There are essentially two sides to this system - collecting and indexing setting details offline, and serving up results online. The first part of that is implemented by the Ingestion Service. It's responsible for creating a rich index containing settings from VS Code itself and from extensions. Since we want query response time to be as short as possible, we do as much work as possible up front while ingesting settings to reduce the work we have to do while handling the query.
Bing Ingestion Service
Collecting VS Code and Extension Settings Data
During each build, VS Code starts up in a mode where it writes all of its configuration to a JSON file. We have to actually start VS Code, because we can't determine all the configuration metadata statically. The file includes a few pieces of information per setting - the name, description, type, default value, and for "enum"-type settings, the list of valid values and their descriptions. We then upload the file to Azure Storage. If you're curious, you can see a recent example here:
https://ticino.blob.core.windows.net/configuration/123000832/c1cd4378.../configuration.json
123000832
is a unique build number, computed from the product version plus the number of Git commits since the previous release. c1cd4378...
is the Git commit id that the build was built off of. And ticino
, some of you diehard fans might remember, was our original short-lived code name.
Bing's Polling Service watches the Azure Storage container, notices a new build, and notifies the Ingestion Service. At the same time, Bing is constantly crawling the VS Code Extension Marketplace, waiting for extension updates and new extensions. When it finds one, it downloads its package.json
file (for extensions, all configuration metadata is contained in the package.json
. No need to start it up.) and passes those settings to the Ingestion Service as well.
This entire process is fully automated and constantly updates the indexed settings in real-time for each of our stable release builds and our daily Insiders builds. Within minutes of the completion of a build, Bing's index has been updated to include any newly added settings.
1. Alternative Words Pipeline
Users sometimes search with words that are different but equivalent to the words we use in setting names and descriptions. To ensure that we can handle those cases, we integrated Bing's "Alternative Word" generation pipeline. This pipeline collects words with similar meanings to each other from Bing's search data using signals such as user behavior, clicks, online ranking, and page similarity. For example, "update" and "upgrade" are set as "alternative words", and a search for one will return settings that include the other.

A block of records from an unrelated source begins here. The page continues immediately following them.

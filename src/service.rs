//! The analysis service: analyzer, verdict cache and batch runner.

use std::time::Instant;

use futures::StreamExt;
use ioc_intel::{classify, Analyzer, Indicator};

use crate::cache::VerdictCache;
use crate::config::{BatchConfig, ScopeConfig};
use crate::error::{Result, ScopeError};
use crate::registry::{self, ProviderStatus};
use crate::report::{AnalysisReport, BatchReport, FailedIndicator};

/// Analyzes indicators against the configured providers.
pub struct IocScope {
    analyzer: Analyzer,
    cache: Option<VerdictCache>,
    batch: BatchConfig,
}

impl IocScope {
    /// Build the service from a full configuration.
    ///
    /// # Errors
    ///
    /// Returns an error if the configuration does not validate.
    pub fn from_config(config: ScopeConfig) -> Result<Self> {
        config.validate()?;
        let providers = registry::build_providers(&config.providers);
        let analyzer = Analyzer::new(config.analysis, providers)?;
        let cache = config
            .cache
            .enabled
            .then(|| VerdictCache::new(&config.cache));
        Ok(Self::new(analyzer, cache, config.batch))
    }

    pub fn new(analyzer: Analyzer, cache: Option<VerdictCache>, batch: BatchConfig) -> Self {
        Self {
            analyzer,
            cache,
            batch,
        }
    }

    /// Classify and analyze one indicator, consulting the cache first.
    ///
    /// # Errors
    ///
    /// Returns [`ScopeError::Classification`] if `raw` is not an indicator.
    pub async fn analyze(&self, raw: &str) -> Result<AnalysisReport> {
        let indicator = classify(raw)?;
        Ok(self.analyze_indicator(&indicator).await)
    }

    async fn analyze_indicator(&self, indicator: &Indicator) -> AnalysisReport {
        if let Some(cache) = &self.cache {
            if let Some(mut report) = cache.get(indicator).await {
                tracing::debug!(kind = %indicator.kind(), id = %report.id, "verdict cache hit");
                report.indicator = indicator.raw().trim().to_owned();
                report.cached = true;
                return report;
            }
        }

        let started = Instant::now();
        let outcomes = self.analyzer.query(indicator).await;
        let result = self.analyzer.aggregate(&outcomes);
        let report = AnalysisReport::new(indicator, result, &outcomes, started.elapsed());

        tracing::info!(
            kind = %report.kind,
            verdict = %report.result.verdict,
            threat_score = report.result.threat_score,
            confidence = report.result.confidence_score,
            duration_ms = report.duration_ms,
            "analysis complete"
        );
        tracing::trace!(indicator = indicator.normalized(), id = %report.id, "analyzed indicator");

        if let Some(cache) = &self.cache {
            cache.insert(indicator, report.clone()).await;
        }
        report
    }

    /// Analyze many indicators with bounded concurrency.
    ///
    /// Reports keep input order. Inputs that fail to classify are listed in
    /// [`BatchReport::failed`] and do not stop the batch.
    ///
    /// # Errors
    ///
    /// Returns [`ScopeError::Batch`] if `indicators` is empty or larger than
    /// `batch.max_indicators`.
    pub async fn analyze_batch(&self, indicators: Vec<String>) -> Result<BatchReport> {
        if indicators.is_empty() {
            return Err(ScopeError::Batch("no indicators supplied".into()));
        }
        if indicators.len() > self.batch.max_indicators {
            return Err(ScopeError::Batch(format!(
                "{} indicators exceeds the limit of {}",
                indicators.len(),
                self.batch.max_indicators
            )));
        }

        let started = Instant::now();
        tracing::info!(count = indicators.len(), "batch analysis started");

        let results: Vec<(String, Result<AnalysisReport>)> = futures::stream::iter(indicators)
            .map(|raw| async move {
                let result = self.analyze(&raw).await;
                (raw, result)
            })
            .buffered(self.batch.concurrency.max(1))
            .collect()
            .await;

        let mut reports = Vec::new();
        let mut failed = Vec::new();
        for (raw, result) in results {
            match result {
                Ok(report) => reports.push(report),
                Err(err) => {
                    let reason = match err {
                        ScopeError::Classification(e) => e.to_string(),
                        other => other.to_string(),
                    };
                    failed.push(FailedIndicator {
                        indicator: raw,
                        reason,
                    });
                }
            }
        }

        let batch = BatchReport::new(reports, failed, started.elapsed());
        tracing::info!(
            succeeded = batch.succeeded,
            failed = batch.failed.len(),
            duration_ms = batch.duration_ms,
            "batch analysis complete"
        );
        Ok(batch)
    }

    /// Status of every registered provider.
    pub fn provider_status(&self) -> Vec<ProviderStatus> {
        self.analyzer
            .providers()
            .iter()
            .map(|provider| ProviderStatus::of(provider.as_ref()))
            .collect()
    }

    pub fn analyzer(&self) -> &Analyzer {
        &self.analyzer
    }
}
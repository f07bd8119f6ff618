//! Core query orchestrator: one task per eligible provider, joined at a barrier.
//!
//! Each lookup is spawned onto the tokio scheduler and wrapped in its own
//! timeout. A slow, failing or panicking provider only affects its own
//! outcome; siblings are never cancelled.

use std::sync::Arc;

use crate::error::ProviderError;
use crate::provider::{LookupResponse, ThreatProvider};
use crate::types::{Indicator, Outcomes, ProviderOutcome};

/// Query every eligible provider concurrently.
///
/// # Pipeline
///
/// 1. Filter `providers` to those that support the indicator kind and are configured
/// 2. Spawn one task per eligible provider, each bounded by [`ThreatProvider::timeout`]
/// 3. Wait for every task with [`futures::future::join_all`]
/// 4. Convert errors, timeouts and panics into failed outcomes
///
/// Returns an empty map when no provider is eligible. Provider names must be
/// unique; [`Analyzer::new`](crate::Analyzer::new) enforces this.
pub async fn query(indicator: &Indicator, providers: &[Arc<dyn ThreatProvider>]) -> Outcomes {
    let kind = indicator.kind();

    // 1-2. Spawn eagerly so every lookup starts before we wait on any of them.
    let tasks: Vec<_> = providers
        .iter()
        .filter(|provider| provider.is_eligible(kind))
        .map(|provider| {
            let provider = Arc::clone(provider);
            let name = provider.name().to_owned();
            let source = provider.source();
            let indicator = indicator.clone();
            let handle = tokio::spawn(async move { run_lookup(provider.as_ref(), &indicator).await });
            async move {
                let outcome = match handle.await {
                    Ok(outcome) => outcome,
                    Err(err) => {
                        tracing::warn!(provider = %name, error = %err, "provider task aborted");
                        ProviderOutcome::failed(&name, source, format!("lookup task aborted: {err}"))
                    }
                };
                (name, outcome)
            }
        })
        .collect();

    tracing::debug!(kind = %kind, eligible = tasks.len(), "querying providers");

    // 3. Join barrier.
    futures::future::join_all(tasks).await.into_iter().collect()
}

/// Run a single bounded lookup and normalize the result into an outcome.
async fn run_lookup(provider: &dyn ThreatProvider, indicator: &Indicator) -> ProviderOutcome {
    let name = provider.name();
    let source = provider.source();
    let limit = provider.timeout();
    tracing::trace!(provider = name, indicator = indicator.normalized(), "lookup started");

    match tokio::time::timeout(limit, provider.lookup(indicator)).await {
        Ok(Ok(LookupResponse::Found { metrics, raw })) => {
            tracing::debug!(provider = name, metrics = metrics.len(), "provider returned data");
            ProviderOutcome::success(name, source, metrics, raw)
        }
        Ok(Ok(LookupResponse::NotFound { raw })) => {
            tracing::debug!(provider = name, "indicator not in provider dataset");
            ProviderOutcome::not_found(name, source, raw)
        }
        Ok(Err(err)) => {
            tracing::warn!(provider = name, error = %err, "provider lookup failed");
            ProviderOutcome::failed(name, source, err.to_string())
        }
        Err(_) => {
            let err = ProviderError::Timeout(format!("exceeded {}ms limit", limit.as_millis()));
            tracing::warn!(provider = name, error = %err, "provider lookup timed out");
            ProviderOutcome::failed(name, source, err.to_string())
        }
    }
}
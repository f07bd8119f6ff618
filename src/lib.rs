//! iocscope: threat-intelligence verdicts for indicators of compromise.
//!
//! This crate wraps the [`ioc_intel`] analysis engine for operational use:
//! Config file → Provider registry → Analyzer → Verdict cache → JSON reports
//!
//! # Architecture
//!
//! - **Config**: TOML file plus API keys from the environment
//! - **Registry**: Instantiates the enabled built-in providers
//! - **Service**: Runs single and batch analyses with a per-instance cache
//! - **Reports**: Serializable results with ids, timestamps and provider outcomes

pub mod cache;
pub mod config;
pub mod error;
pub mod registry;
pub mod report;
pub mod service;

pub use config::ScopeConfig;
pub use error::{Result, ScopeError};
pub use report::{AnalysisReport, BatchReport, FailedIndicator};
pub use service::IocScope;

2. Stemmer and Speller Pipeline
We don't want to penalize the user for misspelling the name of a setting, but we found early on that simple fuzzy matching would either miss variations of an English word that a human could understand, or would include too many false positive matches. So we also included a Speller and a Stemmer service, extracted from the full-fledged services that are used on Bing.com, which enrich the index with common misspellings and alternate forms of the same word stem. For example, "formatted", "formatter", "format" - all will be indexed for a setting that uses the word "formatting".
3. Natural Language Processing (NLP) Pipeline
We also want to enable users to describe their query in their own natural language, so we added Bing's Natural Language Processing pipeline. The pipeline collects commonly used speech and text patterns and adds them to the indexes. For example, it enables the system to identify the important words in "how to disable css validation" to find "css.validate"
.
4. Feedback/Ranking Pipeline
We created a feedback mechanism that lets us learn and improve from user feedback. It allows us to manually specify new word pairs or to boost expected results for certain queries. The feedback is uploaded to the service and is reflected by the search results almost immediately.
Gating Module
Every ingestion into the index goes through the gating module which just ensures that the index hasn't, due to some programming error, become corrupted. We have test cases written that verify the following:
- The new index is backwards compatible and serves all VS Code builds
- Our Golden query set returns the expected results
Failure in the gating module will prevent an index ingestion and notifies the team immediately. A dashboard service was also created that allows us to monitor the health of all stages of the pipeline. It has alerting mechanisms and the ability to roll back to the last known good state, to ensure that any issue can be resolved quickly with minimum downtime.
Search Service
Finally, at runtime, the query from our users hits the Azure Load Balancer service that selects one of our geo-replicated servers to handle the query, based on its physical proximity or current load. The Search Service hosted at that location retrieves the relevant results with a lookup in the index, applies manual ranking overrides in some cases, and returns them to the VS Code client.
Putting it all together
We now have a system which does a better job of understanding settings queries and delivers results for many queries that would have returned nothing before.
Here are some examples:
If you have a similar problem and don't have a search team to build you a custom service as the Bing team did for us, we still have some good news. You can get started with Bing's Cognitive Services, which will help you add some intelligence into your own apps. For example:
A note about testing
While developing this system, we needed a way to quantitatively evaluate the results. We decided to build a test framework based on the concept of Normalized Discounted Cumulative Gain, or NDCG. Without getting too far into the weeds, this is a way to grade the results from a search engine, given a query, a set of results, and scores for those results. We wrote quite a few test cases by hand, but realized that we needed an automated way to generate test cases for all settings, including new settings as they would be added, and settings in extensions. So we wrote a tool that can generate test cases automatically for any setting. It uses words from the setting name and description, and runs them through different transformers that simulate users choosing alternate words, making typos, or searching using natural language patterns. We also generated test cases for settings from some popular extensions.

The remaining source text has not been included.